For their parts, states which maintain abortion is a matter of personal privacy, and legal, will pass laws and use enforcement activities to protect from surveillance women seeking abortions. Questions of 1A freedom about abortion protests will be re-cast. Previous claims that clinic-protest is protected speech, pure and simple, will be newly complicated by manifest legal jeopardy, and no doubt physical jeopardy, for the so-called protesters' targets.
I do not think the full implications of some-states-permit-it/some states-ban-it have been thought through. Expect something more akin to the days of the Fugitive Slave Act.
Seems to me the travel bans related to abortion are clearly unconstitutional. A state can’t prosecute someone for participating in activity in a different state - there’s no jurisdiction. And it’s even more ridiculous if the activity in the other state is legal there.
And the travel assistance thing doesn’t fly either.
"A state can’t prosecute someone for participating in activity in a different state - there’s no jurisdiction."
Incorrect. Within the limits of due process a state can prosecute a woman for going out of state for an abortion. After all, the fetus is an in-state citizen and she's going out of state to murder it.
See, e.g., People v. Betts, 34 Cal.4th 1039 (2005) (jurisdiction where D drove girls out of state and assaulted them out of state).
US law prohibits, e.g., sex tourism to foreign countries (if minors are involved I guess?)? And it forbids US company officials from issuing bribes in foreign jurisdictions. So the reach of law can apparently go beyond state or even US boundaries. I'd strongly prefer this type of reach not apply to abortions in other states myself though. I think this preliminary SC decision probably is technically right (I'm rather a Roe skeptic), but very much want women who need or wish to get an abortion to have a way to do that.
I think maybe there's a treaty hook for the sex tourism thing; Treaties are (Improperly, I think!) understood to allow the federal government to exercise powers it otherwise couldn't. Though I guess there's a "law of nations" argument to the contrary.
Search: "data brokers selling location data of individuals visiting abortion clinics."
I'm not surprised! Thanks for this.
"followed by intense legal activity focused on that conduct."
That could happen; however, there is no reason why it should happen. If the leaked document resembles the final opinion we shall see.
Far more likely is that the Mississippi law will be upheld in a way that does not strike down Roe abd Casey.
Abortion is like the Eucharist for leftoids. I doubt they'll brook even a slight inconvenience like this with out a fight. The integrity of the Republic and even more deaths on top of the 73 million per year abortion already causes is a worthwhile trade for the sacred right to taxpayer funded abortion clinics on every street corner where you can abort full term or sometimes even already born babies like you're ordering a burger. A right so fundamental it trumps all other rights including speech and the emergency nonsense that justified all the covid violation s of bodily autonomy that's only matter when it comes to abortion
73 million deaths per year in the US? Bullshit. You're seriously arguing that darn near every woman capable of getting pregnant in a year has an abortion. You're off by several orders of magnitude.

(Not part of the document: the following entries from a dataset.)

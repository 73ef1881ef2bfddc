//! Comparisons, conditional branches and `switch`.

use neoil_bytecode::Opcode;
use neoil_core::Op;

use super::Translator;

/// Displacement of the `JMPIFNOT_L` that skips one switch case: itself,
/// the `DROP` and the case's `JMP_L`.
const SKIP_CASE: i32 = 5 + 1 + 5;

impl<'a> Translator<'a> {
    pub(super) fn ceq(&mut self, i: usize) -> usize {
        let negated = self.negation_follows(i);
        let opcode = match (self.after_null(i), negated) {
            (true, false) => Opcode::Equal,
            (true, true) => Opcode::NotEqual,
            (false, false) => Opcode::NumEqual,
            (false, true) => Opcode::NumNotEqual,
        };
        self.em.op(opcode);
        if negated { 2 } else { 0 }
    }

    pub(super) fn cgt(&mut self, i: usize, unsigned: bool) -> usize {
        let negated = self.negation_follows(i);
        // `cgt.un` against null is the compiler's `x != null`.
        if unsigned && self.after_null(i) {
            self.em
                .op(if negated { Opcode::Equal } else { Opcode::NotEqual });
        } else {
            if unsigned {
                self.abs_operands();
            }
            self.em.op(if negated { Opcode::Le } else { Opcode::Gt });
        }
        if negated { 2 } else { 0 }
    }

    pub(super) fn clt(&mut self, i: usize, unsigned: bool) -> usize {
        let negated = self.negation_follows(i);
        if unsigned {
            self.abs_operands();
        }
        self.em.op(if negated { Opcode::Ge } else { Opcode::Lt });
        if negated { 2 } else { 0 }
    }

    pub(super) fn compare_and_branch(&mut self, compare: Opcode, unsigned: bool, target: u32) {
        if unsigned {
            self.abs_operands();
        }
        self.em.op(compare);
        self.em.jump(Opcode::JmpIfL, target);
    }

    /// Jump table as a chain of equality tests on the tag.
    ///
    /// Each case is `DUP, PUSH k, NUMEQUAL, JMPIFNOT_L next, DROP, JMP_L t`.
    /// Falling out of the chain drops the tag and continues.
    pub(super) fn switch(&mut self, targets: &[u32]) {
        for (k, &target) in targets.iter().enumerate() {
            self.em.op(Opcode::Dup);
            self.em.push_int(k as i128);
            self.em.op(Opcode::NumEqual);
            self.em
                .emit(Opcode::JmpIfNotL, SKIP_CASE.to_le_bytes().to_vec());
            self.em.op(Opcode::Drop);
            self.em.jump(Opcode::JmpL, target);
        }
        self.em.op(Opcode::Drop);
    }

    /// Replace both operands with their absolute values. Unsigned values
    /// never go negative on the target machine, so this only matters for
    /// operands that were reinterpreted from signed storage.
    fn abs_operands(&mut self) {
        self.em.op(Opcode::Abs);
        self.em.op(Opcode::Swap);
        self.em.op(Opcode::Abs);
        self.em.op(Opcode::Swap);
    }

    /// `ldc.i4.0; ceq` follows `body[i]`.
    fn negation_follows(&self, i: usize) -> bool {
        matches!(self.idiom_at(i + 1), Some(Op::LdcI4(0)))
            && matches!(self.idiom_at(i + 2), Some(Op::Ceq))
    }

    /// `body[i]` directly follows `ldnull` and nothing jumps in between.
    fn after_null(&self, i: usize) -> bool {
        i > 0
            && matches!(self.body[i - 1].op, Op::LdNull)
            && self.idiom_at(i).is_some()
    }
}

I didn't say the US although the US alone is still a considerable number. More than covid that we supposedly need to sacrifice all our rights for.
"I doubt they'll brook even a slight inconvenience like this with out a fight."
Excellent way to prove that you're being deliberately disingenuous.
"The integrity of the Republic and even more deaths on top of the 73 million per year abortion already causes is a worthwhile trade for the sacred right to taxpayer funded abortion clinics on every street corner where you can abort full term or sometimes even already born babies like you're ordering a burger."
Hyperbole is an indicator that your argument is bullshit.
Does anything you say sound better in your native language, or is it partisan bullshit in that form too?
Choice is that we want, not abortion. But you go off on your Weirdly religious Pizzagate nonsense.
We can read the text of the so-called "Women's Health Protection Act" that eliminates all limits on abortion, nationwide.
We can also read all the articles and columns celebrating abortion. Nobody on your side talks about "rare" anymore.
The "pro-choice" scam may have worked once upon a time, it is a lie
Imagine being you and caring if something is a lie.
Harm mitigation means you don't talk about rare anymore.
A doomed messaging bill I've not read (and I'd wager you haven't either) is not a sign of how liberals secretly think.
You've got an outcome you want, and you're working towards it. And, as usual, it's that everyone whose positions interferes with your simplistic Manichean worldview is lying.
The rare part was apparently a lie from the start.
Apparently!
Yeah, "apparently". I'm open to the possibility they actually meant it at the time, and later changed their minds. The evolution from "This is awful, but we've got to permit it." to "This is just fine." to "We should celebrate this." is quite natural; People are uncomfortable admitting themselves they're permitting awful things to be done.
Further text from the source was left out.